Could you return the lines below exactly, from the first line up to and including the line that holds "catches the boundary."?

(Stored data)
----------

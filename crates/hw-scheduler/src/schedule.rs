//! Time windows that start and stop one instance
//!
//! Schedules are checked once a minute. A start or end time counts as due
//! when the current minute is within one minute of it, so a tick that fires a
//! little early or late still catches the boundary.

use std::fmt;

use chrono::{Datelike, NaiveDate, NaiveDateTime, NaiveTime, Timelike, Weekday};
use serde::{Deserialize, Serialize};

use hw_core::config::AcceptanceRule;
use hw_core::error::ConfigError;
use hw_core::InstanceKey;

/// Minutes either side of a boundary that still count as due
const WINDOW_MINUTES: i64 = 1;

/// One start/end window of an instance
#[derive(Debug, Clone, PartialEq, Serialize, Deserialize)]
pub struct Schedule {
    pub name: String,

    /// Instance to start and stop
    pub instance: InstanceKey,

    /// Restrict to one weekday; `None` runs every day
    #[serde(default, skip_serializing_if = "Option::is_none")]
    pub day_of_week: Option<Weekday>,

    /// Restrict to one calendar date
    #[serde(default, skip_serializing_if = "Option::is_none")]
    pub date: Option<NaiveDate>,

    /// Local time the instance is started, `HH:MM`
    #[serde(with = "clock_time")]
    pub start: NaiveTime,

    /// Local time the instance is stopped, `HH:MM`
    #[serde(with = "clock_time")]
    pub end: NaiveTime,

    #[serde(default = "default_active")]
    pub active: bool,

    /// Rule applied when this schedule starts the instance
    #[serde(default)]
    pub rule: AcceptanceRule,
}

fn default_active() -> bool {
    true
}

impl Schedule {
    /// Whether the schedule applies on `date`
    pub fn runs_on(&self, date: NaiveDate) -> bool {
        if let Some(only) = self.date {
            if only != date {
                return false;
            }
        }
        match self.day_of_week {
            Some(day) => date.weekday() == day,
            None => true,
        }
    }

    pub fn is_start_due(&self, now: NaiveDateTime) -> bool {
        self.active && self.runs_on(now.date()) && near(self.start, now.time())
    }

    pub fn is_end_due(&self, now: NaiveDateTime) -> bool {
        self.active && self.runs_on(now.date()) && near(self.end, now.time())
    }

    /// Whether both windows can be open at the same time.
    ///
    /// Schedules on the same weekday overlap when their times intersect; a
    /// schedule without a weekday is compared against every day.
    pub fn overlaps_with(&self, other: &Schedule) -> bool {
        let same_day = match (self.day_of_week, other.day_of_week) {
            (Some(a), Some(b)) => a == b,
            _ => true,
        };
        let same_date = match (self.date, other.date) {
            (Some(a), Some(b)) => a == b,
            _ => true,
        };

        same_day && same_date && self.start < other.end && self.end > other.start
    }

    pub fn validate(&self) -> Result<(), ConfigError> {
        if self.name.trim().is_empty() {
            return Err(ConfigError::MissingField("schedules.name".to_string()));
        }
        if self.start >= self.end {
            return Err(ConfigError::Invalid(format!(
                "schedule '{}' must start before it ends ({} - {})",
                self.name,
                self.start.format("%H:%M"),
                self.end.format("%H:%M")
            )));
        }
        if let (Some(day), Some(date)) = (self.day_of_week, self.date) {
            if date.weekday() != day {
                return Err(ConfigError::Invalid(format!(
                    "schedule '{}' is dated {} which is not a {}",
                    self.name, date, day
                )));
            }
        }
        self.rule.validate()
    }

    /// Human-readable day filter
    pub fn day_label(&self) -> String {
        match (self.date, self.day_of_week) {
            (Some(date), _) => date.to_string(),
            (None, Some(day)) => day_name(day).to_string(),
            (None, None) => "Every day".to_string(),
        }
    }
}

impl fmt::Display for Schedule {
    fn fmt(&self, f: &mut fmt::Formatter<'_>) -> fmt::Result {
        write!(
            f,
            "{} ({} {}-{})",
            self.name,
            self.day_label(),
            self.start.format("%H:%M"),
            self.end.format("%H:%M")
        )
    }
}

fn near(boundary: NaiveTime, now: NaiveTime) -> bool {
    let minute_of_day = |t: NaiveTime| (t.hour() * 60 + t.minute()) as i64;
    (minute_of_day(boundary) - minute_of_day(now)).abs() <= WINDOW_MINUTES
}

fn day_name(day: Weekday) -> &'static str {
    match day {
        Weekday::Mon => "Monday",
        Weekday::Tue => "Tuesday",
        Weekday::Wed => "Wednesday",
        Weekday::Thu => "Thursday",
        Weekday::Fri => "Friday",
        Weekday::Sat => "Saturday",
        Weekday::Sun => "Sunday",
    }
}

/// What a tick should do for one schedule
#[derive(Debug, Clone, PartialEq)]
pub enum ScheduleAction {
    Start {
        schedule: String,
        instance: InstanceKey,
        rule: AcceptanceRule,
    },
    Stop {
        schedule: String,
        instance: InstanceKey,
    },
}

/// Actions due at `now`.
///
/// A start is only due for an instance that is not running and a stop only
/// for one that is; `is_running` is asked once per candidate.
pub fn due_actions<F>(schedules: &[Schedule], now: NaiveDateTime, is_running: F) -> Vec<ScheduleAction>
where
    F: Fn(&InstanceKey) -> bool,
{
    let mut actions = Vec::new();
    for schedule in schedules {
        if schedule.is_start_due(now) && !is_running(&schedule.instance) {
            actions.push(ScheduleAction::Start {
                schedule: schedule.name.clone(),
                instance: schedule.instance.clone(),
                rule: schedule.rule.clone(),
            });
        }
        if schedule.is_end_due(now) && is_running(&schedule.instance) {
            actions.push(ScheduleAction::Stop {
                schedule: schedule.name.clone(),
                instance: schedule.instance.clone(),
            });
        }
    }
    actions
}

/// Serde helpers for `HH:MM` times
pub mod clock_time {
    use chrono::NaiveTime;
    use serde::{self, Deserialize, Deserializer, Serializer};

    pub fn serialize<S>(time: &NaiveTime, serializer: S) -> Result<S::Ok, S::Error>
    where
        S: Serializer,
    {
        serializer.serialize_str(&time.format("%H:%M").to_string())
    }

    pub fn deserialize<'de, D>(deserializer: D) -> Result<NaiveTime, D::Error>
    where
        D: Deserializer<'de>,
    {
        let s = String::deserialize(deserializer)?;
        NaiveTime::parse_from_str(s.trim(), "%H:%M")
            .or_else(|_| NaiveTime::parse_from_str(s.trim(), "%H:%M:%S"))
            .map_err(|_| serde::de::Error::custom(format!("invalid time '{}', expected HH:MM", s)))
    }
}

----------

Exercise output:
filename crates/hw-scheduler/src/schedule.rs
//! Time windows that start and stop one instance
//!
//! Schedules are checked once a minute. A start or end time counts as due
//! when the current minute is within one minute of it, so a tick that fires a
//! little early or late still catches the boundary.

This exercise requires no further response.